_Materials provided_
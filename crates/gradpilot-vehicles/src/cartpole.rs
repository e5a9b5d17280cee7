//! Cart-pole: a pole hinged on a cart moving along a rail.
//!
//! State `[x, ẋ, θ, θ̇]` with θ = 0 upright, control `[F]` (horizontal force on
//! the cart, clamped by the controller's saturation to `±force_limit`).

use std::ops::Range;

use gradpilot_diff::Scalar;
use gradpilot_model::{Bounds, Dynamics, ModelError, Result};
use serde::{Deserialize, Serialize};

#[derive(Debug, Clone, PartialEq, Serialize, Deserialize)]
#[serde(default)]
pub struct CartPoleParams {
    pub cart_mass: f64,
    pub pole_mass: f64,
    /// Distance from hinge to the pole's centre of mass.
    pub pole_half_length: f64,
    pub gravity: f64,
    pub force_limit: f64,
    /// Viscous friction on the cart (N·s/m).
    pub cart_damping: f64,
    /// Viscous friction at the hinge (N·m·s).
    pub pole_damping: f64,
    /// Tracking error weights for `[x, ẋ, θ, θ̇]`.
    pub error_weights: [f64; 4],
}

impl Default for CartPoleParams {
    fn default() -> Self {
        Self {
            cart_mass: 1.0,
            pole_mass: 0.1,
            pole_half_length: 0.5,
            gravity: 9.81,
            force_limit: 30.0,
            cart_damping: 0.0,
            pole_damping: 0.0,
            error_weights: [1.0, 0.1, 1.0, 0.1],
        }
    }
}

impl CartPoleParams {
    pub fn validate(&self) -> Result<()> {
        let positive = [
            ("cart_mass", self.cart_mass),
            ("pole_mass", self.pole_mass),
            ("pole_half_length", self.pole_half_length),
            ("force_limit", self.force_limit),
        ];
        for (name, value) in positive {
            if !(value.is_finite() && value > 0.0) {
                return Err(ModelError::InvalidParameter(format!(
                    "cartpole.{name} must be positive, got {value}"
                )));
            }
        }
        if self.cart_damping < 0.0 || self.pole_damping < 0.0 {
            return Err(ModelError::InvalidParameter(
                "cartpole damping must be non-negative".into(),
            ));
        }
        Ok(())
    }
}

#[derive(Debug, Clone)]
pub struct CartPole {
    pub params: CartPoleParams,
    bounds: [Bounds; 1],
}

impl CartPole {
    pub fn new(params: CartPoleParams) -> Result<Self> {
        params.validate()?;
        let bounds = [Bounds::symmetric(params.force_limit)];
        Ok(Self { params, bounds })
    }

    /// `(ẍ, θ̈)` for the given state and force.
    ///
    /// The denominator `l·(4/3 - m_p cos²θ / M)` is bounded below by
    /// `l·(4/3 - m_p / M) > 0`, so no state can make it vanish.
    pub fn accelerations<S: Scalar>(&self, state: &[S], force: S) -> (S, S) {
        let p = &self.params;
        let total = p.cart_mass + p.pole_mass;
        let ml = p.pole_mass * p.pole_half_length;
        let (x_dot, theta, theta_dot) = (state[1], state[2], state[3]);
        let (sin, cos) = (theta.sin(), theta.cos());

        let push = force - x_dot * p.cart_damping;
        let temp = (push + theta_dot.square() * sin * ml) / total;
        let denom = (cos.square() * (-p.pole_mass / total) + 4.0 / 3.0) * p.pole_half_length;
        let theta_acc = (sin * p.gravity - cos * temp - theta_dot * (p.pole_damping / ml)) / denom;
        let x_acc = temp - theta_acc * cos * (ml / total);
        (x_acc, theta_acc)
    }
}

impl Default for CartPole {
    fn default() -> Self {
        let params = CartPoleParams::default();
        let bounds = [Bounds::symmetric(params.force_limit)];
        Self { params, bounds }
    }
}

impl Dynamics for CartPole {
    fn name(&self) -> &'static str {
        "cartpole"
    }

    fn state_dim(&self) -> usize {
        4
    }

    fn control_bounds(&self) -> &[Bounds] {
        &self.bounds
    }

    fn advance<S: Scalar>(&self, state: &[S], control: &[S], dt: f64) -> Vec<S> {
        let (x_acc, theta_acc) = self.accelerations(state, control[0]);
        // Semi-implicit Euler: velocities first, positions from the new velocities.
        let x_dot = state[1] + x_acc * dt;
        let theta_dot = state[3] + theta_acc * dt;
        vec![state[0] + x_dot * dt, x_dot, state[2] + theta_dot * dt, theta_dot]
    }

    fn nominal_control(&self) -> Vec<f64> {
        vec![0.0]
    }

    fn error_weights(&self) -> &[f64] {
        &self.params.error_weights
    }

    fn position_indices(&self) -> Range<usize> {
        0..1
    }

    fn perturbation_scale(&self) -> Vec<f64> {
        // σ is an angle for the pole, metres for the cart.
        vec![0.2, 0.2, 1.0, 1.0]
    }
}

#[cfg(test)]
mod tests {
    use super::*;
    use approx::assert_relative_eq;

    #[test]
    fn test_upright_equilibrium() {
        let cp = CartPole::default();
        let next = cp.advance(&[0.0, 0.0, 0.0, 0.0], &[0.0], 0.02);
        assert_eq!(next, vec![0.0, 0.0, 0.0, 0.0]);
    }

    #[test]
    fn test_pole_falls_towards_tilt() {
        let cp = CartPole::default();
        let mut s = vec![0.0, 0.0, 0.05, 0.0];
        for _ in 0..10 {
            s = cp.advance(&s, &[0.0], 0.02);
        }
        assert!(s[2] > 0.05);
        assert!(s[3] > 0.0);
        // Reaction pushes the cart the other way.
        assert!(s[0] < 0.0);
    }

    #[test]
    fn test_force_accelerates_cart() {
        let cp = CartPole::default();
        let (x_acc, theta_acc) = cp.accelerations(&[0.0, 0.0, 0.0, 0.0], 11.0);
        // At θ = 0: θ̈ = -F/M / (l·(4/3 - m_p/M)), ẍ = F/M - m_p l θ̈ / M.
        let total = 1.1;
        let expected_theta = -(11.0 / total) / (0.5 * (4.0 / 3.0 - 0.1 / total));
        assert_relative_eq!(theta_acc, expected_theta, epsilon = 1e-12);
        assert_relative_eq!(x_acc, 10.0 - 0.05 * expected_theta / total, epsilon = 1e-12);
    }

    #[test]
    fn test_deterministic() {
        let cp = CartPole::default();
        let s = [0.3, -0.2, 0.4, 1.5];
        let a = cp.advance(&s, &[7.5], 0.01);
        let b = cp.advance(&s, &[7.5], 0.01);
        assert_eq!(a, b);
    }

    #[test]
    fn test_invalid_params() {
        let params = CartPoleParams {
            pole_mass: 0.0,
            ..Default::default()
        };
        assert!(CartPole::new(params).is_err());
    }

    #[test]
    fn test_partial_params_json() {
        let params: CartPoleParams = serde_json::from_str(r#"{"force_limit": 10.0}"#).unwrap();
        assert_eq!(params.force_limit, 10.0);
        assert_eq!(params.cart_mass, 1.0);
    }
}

_Your objective_
Pick out all lines from the data above in which the word "total" appears.

_The answer_
        let total = p.cart_mass + p.pole_mass;
        let temp = (push + theta_dot.square() * sin * ml) / total;
        let denom = (cos.square() * (-p.pole_mass / total) + 4.0 / 3.0) * p.pole_half_length;
        let x_acc = temp - theta_acc * cos * (ml / total);
        let total = 1.1;
        let expected_theta = -(11.0 / total) / (0.5 * (4.0 / 3.0 - 0.1 / total));
        assert_relative_eq!(x_acc, 10.0 - 0.05 * expected_theta / total, epsilon = 1e-12);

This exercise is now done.